━━ DATASET RECORDS

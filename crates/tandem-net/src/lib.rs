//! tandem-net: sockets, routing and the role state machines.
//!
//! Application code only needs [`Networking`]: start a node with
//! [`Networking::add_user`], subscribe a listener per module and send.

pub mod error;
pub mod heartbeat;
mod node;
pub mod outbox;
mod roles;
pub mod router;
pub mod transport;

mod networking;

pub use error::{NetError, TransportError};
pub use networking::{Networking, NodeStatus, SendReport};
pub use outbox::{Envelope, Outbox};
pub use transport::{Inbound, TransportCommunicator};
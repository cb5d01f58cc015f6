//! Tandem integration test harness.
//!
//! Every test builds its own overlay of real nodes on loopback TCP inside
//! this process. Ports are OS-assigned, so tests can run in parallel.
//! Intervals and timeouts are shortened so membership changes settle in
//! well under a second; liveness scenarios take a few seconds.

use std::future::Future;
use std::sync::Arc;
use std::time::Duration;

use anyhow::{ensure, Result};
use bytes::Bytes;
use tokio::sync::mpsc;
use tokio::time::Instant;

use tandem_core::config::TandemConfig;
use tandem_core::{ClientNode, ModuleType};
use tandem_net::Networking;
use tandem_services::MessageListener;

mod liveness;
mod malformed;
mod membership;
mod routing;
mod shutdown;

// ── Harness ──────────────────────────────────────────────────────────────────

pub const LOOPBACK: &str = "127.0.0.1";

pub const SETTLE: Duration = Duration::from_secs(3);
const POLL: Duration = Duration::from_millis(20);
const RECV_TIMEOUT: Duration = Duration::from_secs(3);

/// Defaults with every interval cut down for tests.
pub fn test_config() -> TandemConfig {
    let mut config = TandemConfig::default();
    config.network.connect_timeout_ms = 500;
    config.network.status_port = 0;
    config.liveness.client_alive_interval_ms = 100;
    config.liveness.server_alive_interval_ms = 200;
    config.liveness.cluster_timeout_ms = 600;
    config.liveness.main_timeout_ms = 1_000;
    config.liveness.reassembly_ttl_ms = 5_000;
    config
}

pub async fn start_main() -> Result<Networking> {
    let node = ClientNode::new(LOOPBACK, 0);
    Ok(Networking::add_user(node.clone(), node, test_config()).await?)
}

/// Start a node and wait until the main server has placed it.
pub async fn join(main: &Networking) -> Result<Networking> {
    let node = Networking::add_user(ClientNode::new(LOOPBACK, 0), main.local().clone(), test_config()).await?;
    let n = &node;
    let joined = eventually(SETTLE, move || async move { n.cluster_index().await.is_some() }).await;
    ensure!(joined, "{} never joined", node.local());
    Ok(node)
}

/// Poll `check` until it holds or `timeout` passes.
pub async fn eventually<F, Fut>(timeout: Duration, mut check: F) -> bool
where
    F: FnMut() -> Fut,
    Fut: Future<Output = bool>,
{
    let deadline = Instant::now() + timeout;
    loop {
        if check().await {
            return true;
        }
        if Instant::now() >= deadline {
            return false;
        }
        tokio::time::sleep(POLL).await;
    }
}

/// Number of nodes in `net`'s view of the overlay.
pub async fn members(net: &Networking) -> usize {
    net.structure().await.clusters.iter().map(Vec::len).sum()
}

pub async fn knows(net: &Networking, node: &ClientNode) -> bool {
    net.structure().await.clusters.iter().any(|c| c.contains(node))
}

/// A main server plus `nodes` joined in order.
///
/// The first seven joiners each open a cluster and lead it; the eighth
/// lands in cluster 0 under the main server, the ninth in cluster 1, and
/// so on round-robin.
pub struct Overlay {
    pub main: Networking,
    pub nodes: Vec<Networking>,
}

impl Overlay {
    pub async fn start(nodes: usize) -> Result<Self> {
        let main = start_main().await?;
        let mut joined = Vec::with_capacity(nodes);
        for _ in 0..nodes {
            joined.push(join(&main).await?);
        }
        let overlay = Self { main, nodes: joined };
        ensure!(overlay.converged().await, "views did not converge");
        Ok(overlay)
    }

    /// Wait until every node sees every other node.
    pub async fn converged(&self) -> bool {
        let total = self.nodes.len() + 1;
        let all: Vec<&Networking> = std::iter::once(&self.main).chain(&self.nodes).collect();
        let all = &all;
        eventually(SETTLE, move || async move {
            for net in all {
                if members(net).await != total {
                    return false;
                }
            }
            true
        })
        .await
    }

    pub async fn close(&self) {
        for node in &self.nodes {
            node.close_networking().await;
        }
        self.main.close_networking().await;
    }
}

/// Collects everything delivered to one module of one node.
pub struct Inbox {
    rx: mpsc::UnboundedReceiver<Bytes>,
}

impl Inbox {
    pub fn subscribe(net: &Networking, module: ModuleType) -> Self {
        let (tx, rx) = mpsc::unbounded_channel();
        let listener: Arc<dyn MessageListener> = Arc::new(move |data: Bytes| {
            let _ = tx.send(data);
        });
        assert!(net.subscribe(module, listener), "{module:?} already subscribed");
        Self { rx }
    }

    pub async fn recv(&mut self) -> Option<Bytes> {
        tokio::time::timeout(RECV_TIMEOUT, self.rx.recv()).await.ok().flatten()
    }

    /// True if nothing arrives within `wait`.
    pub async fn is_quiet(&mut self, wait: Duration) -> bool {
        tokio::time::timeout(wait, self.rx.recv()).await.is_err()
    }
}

━━━━

● WHAT IS NEEDED:
For this exercise, output exactly the lines above from the line with "loopback TCP inside" to the line with "use std::future::Future;", counting both, and leave out the rest.

● EXERCISE RESULT:
//! Every test builds its own overlay of real nodes on loopback TCP inside
//! this process. Ports are OS-assigned, so tests can run in parallel.
//! Intervals and timeouts are shortened so membership changes settle in
//! well under a second; liveness scenarios take a few seconds.

use std::future::Future;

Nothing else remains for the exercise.